National pastime fare has come a long way from the days of Jack Norworth’s ditty “peanuts and Cracker Jack.” Nouveau ballpark cuisine now runs the gamut from coconut prawns and crab cakes to veggie burgers and fish tacos. Fans can whet their whistles with microbrews and Napa Valley Chardonnay, Italian frozen lemonades and designer H2Os. Baseball food purists can still stuff their faces with traditional hot dogs, but now they’re dressed with a smorgasbord of gourmet toppings and assorted condiments on bakery-crafted buns.
La Dolce Vita
Turin, Italy in springtime is transformed into a whimsical chocolate wonderland as the city plays host to the fun and outrageous festival of CioccolaTo, an annual chocolate carnival. Hundreds of chocolate-meisters throughout Europe participate in this two-week chocolate orgy of tastings, showing chocolate flicks, teaching classes, including chocolate making, decorating and tempering techniques, providing interactive workshops for kids, and participating in Iron Chef-esque chocolate competitions. Chocolate masterpieces are on display from haute couture gowns to landmarks like the leaning tower of Pisa made exclusively from the antioxidant, aphrodisiac that is beloved throughout the globe.

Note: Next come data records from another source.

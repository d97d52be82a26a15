//! Black-box coverage of the §8 scenarios and universal properties, driven
//! entirely through the crate's public API.

use nscap::policy::{CapSpec, Mask, Policy, Request, UID_ANY};
use pretty_assertions::assert_eq;

fn policy(text: &str) -> Policy {
    Policy::parse(text).expect("parse should succeed")
}

#[test]
fn s1_parse_rw_path_uid_gids() {
    let p = policy("allow rw path=/foo uid=1000 gids=100,200");
    assert_eq!(p.grants().len(), 1);
    let g = &p.grants()[0];
    assert_eq!(g.spec, CapSpec::LETTER_RW);
    assert_eq!(g.matcher.path, "foo");
    assert_eq!(g.matcher.uid, 1000);
    assert_eq!(g.matcher.gids, vec![100, 200]);
}

#[test]
fn s2_legacy_allow_shortcut() {
    let p = policy("allow");
    assert_eq!(p.grants().len(), 1);
    assert_eq!(p.grants()[0].spec, CapSpec::LETTER_RWPS);
    assert!(!p.allow_all());
}

#[test]
fn s3_through_s5_owner_mismatch_and_prefix_boundary() {
    let p = policy("allow rw path=/foo uid=1000 gids=100,200");

    let owner_req = Request {
        inode_path: "foo/bar",
        inode_uid: 1000,
        inode_gid: 100,
        inode_mode: 0o600,
        caller_uid: 1000,
        caller_gid: 100,
        caller_gid_list: None,
        mask: Mask::MAY_READ | Mask::MAY_WRITE,
        new_uid: 0,
        new_gid: 0,
    };
    assert!(p.is_capable(&owner_req)); // S3

    let mut mismatched = owner_req;
    mismatched.caller_uid = 1001;
    assert!(!p.is_capable(&mismatched)); // S4

    let mut boundary = owner_req;
    boundary.inode_path = "food/x";
    assert!(!p.is_capable(&boundary)); // S5
}

#[test]
fn s6_all_spec_covers_vxattr_rw_does_not() {
    let all = policy("allow * path=/");
    let rw = policy("allow rw path=/");
    let req = Request {
        inode_path: "anything",
        inode_uid: 0,
        inode_gid: 0,
        inode_mode: 0,
        caller_uid: 5,
        caller_gid: 5,
        caller_gid_list: None,
        mask: Mask::MAY_SET_VXATTR,
        new_uid: 0,
        new_gid: 0,
    };
    assert!(all.is_capable(&req));
    assert!(!rw.is_capable(&req));
}

#[test]
fn s7_chown_requires_new_uid_equal_caller_and_inode_owner() {
    let p = policy("allow rw uid=1000");
    let mut req = Request {
        inode_path: "x",
        inode_uid: 1000,
        inode_gid: 100,
        inode_mode: 0o600,
        caller_uid: 1000,
        caller_gid: 100,
        caller_gid_list: None,
        mask: Mask::MAY_CHOWN | Mask::MAY_WRITE,
        new_uid: 1000,
        new_gid: 0,
    };
    assert!(p.is_capable(&req));
    req.new_uid = 1001;
    assert!(!p.is_capable(&req));
}

#[test]
fn path_prefix_safety_food_vs_foo_slash() {
    let p = policy("allow r path=/foo");
    assert!(p.path_capable("foo"));
    assert!(p.path_capable("foo/bar"));
    assert!(!p.path_capable("food"));
    assert!(!p.path_capable("foobar"));
}

#[test]
fn path_ending_in_slash_matches_without_boundary_check() {
    let p = policy("allow r path=/foo/");
    assert!(p.path_capable("foo/bar"));
}

#[test]
fn uid_any_monotonicity_bypasses_mode_bits() {
    let p = policy("allow rwps path=/shared");
    let req = Request {
        inode_path: "shared/anything",
        inode_uid: 42,
        inode_gid: 42,
        inode_mode: 0o000, // no bits set for anyone
        caller_uid: 7,
        caller_gid: 7,
        caller_gid_list: None,
        mask: Mask::MAY_READ | Mask::MAY_WRITE | Mask::MAY_SNAPSHOT | Mask::MAY_SET_VXATTR,
        new_uid: 0,
        new_gid: 0,
    };
    assert!(p.is_capable(&req));
}

#[test]
fn short_circuit_first_authorizing_grant_wins() {
    let p = policy("allow r path=/a uid=1; allow rw path=/a uid=2");
    let req = Request {
        inode_path: "a/f",
        inode_uid: 2,
        inode_gid: 2,
        inode_mode: 0o600,
        caller_uid: 2,
        caller_gid: 2,
        caller_gid_list: None,
        mask: Mask::MAY_WRITE,
        new_uid: 0,
        new_gid: 0,
    };
    assert!(p.is_capable(&req));
}

#[test]
fn set_allow_all_idempotence() {
    let mut p = policy("allow r path=/private uid=5");
    p.set_allow_all();
    assert!(p.allow_all());
    let req = Request {
        inode_path: "any/path/at/all",
        inode_uid: 999,
        inode_gid: 999,
        inode_mode: 0,
        caller_uid: 1,
        caller_gid: 1,
        caller_gid_list: None,
        mask: Mask::MAY_READ | Mask::MAY_WRITE | Mask::MAY_SNAPSHOT | Mask::MAY_SET_VXATTR,
        new_uid: 1,
        new_gid: 1,
    };
    assert!(p.is_capable(&req));
}

#[test]
fn group_class_uses_effective_gid_intersection() {
    // Grant only vouches for gid 200; caller's primary gid is 100 but
    // carries 200 as a supplementary group, and the inode is owned by
    // group 200 — so the group mode bits apply.
    let p = policy("allow rw uid=1000 gids=200");
    let req = Request {
        inode_path: "x",
        inode_uid: 1000,
        inode_gid: 200,
        inode_mode: 0o620,
        caller_uid: 1000,
        caller_gid: 100,
        caller_gid_list: Some(&[200]),
        mask: Mask::MAY_WRITE,
        new_uid: 0,
        new_gid: 0,
    };
    assert!(p.is_capable(&req));
}

#[test]
fn other_class_applies_when_owner_and_group_both_mismatch() {
    let p = policy("allow rw uid=1000");
    let req = Request {
        inode_path: "x",
        inode_uid: 1,
        inode_gid: 1,
        inode_mode: 0o004,
        caller_uid: 1000,
        caller_gid: 2,
        caller_gid_list: None,
        mask: Mask::MAY_READ,
        new_uid: 0,
        new_gid: 0,
    };
    assert!(p.is_capable(&req));
}

#[test]
fn format_round_trips_through_reparse() {
    let text = "allow rw path=/foo uid=1000 gids=200,100; allow r uid=5";
    let p1 = policy(text);
    let rendered = p1.to_cap_string();
    let p2 = policy(&rendered);
    assert_eq!(p1.grants().len(), p2.grants().len());
    for (g1, g2) in p1.grants().iter().zip(p2.grants().iter()) {
        assert_eq!(g1, g2);
    }
}

#[test]
fn idmap_keyword_detected_after_the_grant_list() {
    let p = policy("allow rw path=/foo idmap");
    assert!(p.idmap_required());
}

#[test]
fn uid_any_sentinel_is_negative() {
    assert_eq!(UID_ANY, -1);
}

#[test]
fn malformed_input_is_rejected_and_names_unconsumed_suffix() {
    let err = Policy::parse("allow rw path=/foo ???").unwrap_err();
    assert!(err.unconsumed.contains('?'));
}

* The answer to last week’s April Fools’ food hoax contest: Eat Your Words, the edible newspaper segment. For more spring festival recipes visit www.FreeRangeClub.
Whip up a batch of these multi-tasking macaroon morsels that are Passover-friendly, incorporate chocolate from Italian carnival, can be shaped like eggs for divine Easter delicacies, and melt in your mouth like a poem.
Ingredients
14 ounces sweet, shredded coconut
4 large egg whites
10 ounces sweetened condensed milk
1/4 teaspoon salt
1 teaspoon almond extract
1/2 cup toasted, sliced almonds
1/3 cup cocoa powder
Method: Preheat oven to 325º F. In a mixing bowl, combine coconut, milk, powder and extract. In the bowl of an electric mixer, beat egg whites and salt until stiff peaks form. Combine the mixtures, and fold in almonds.
Drop the batter onto parchment-lined cookie sheets using an ice cream scooper. Bake 30 minutes or until golden.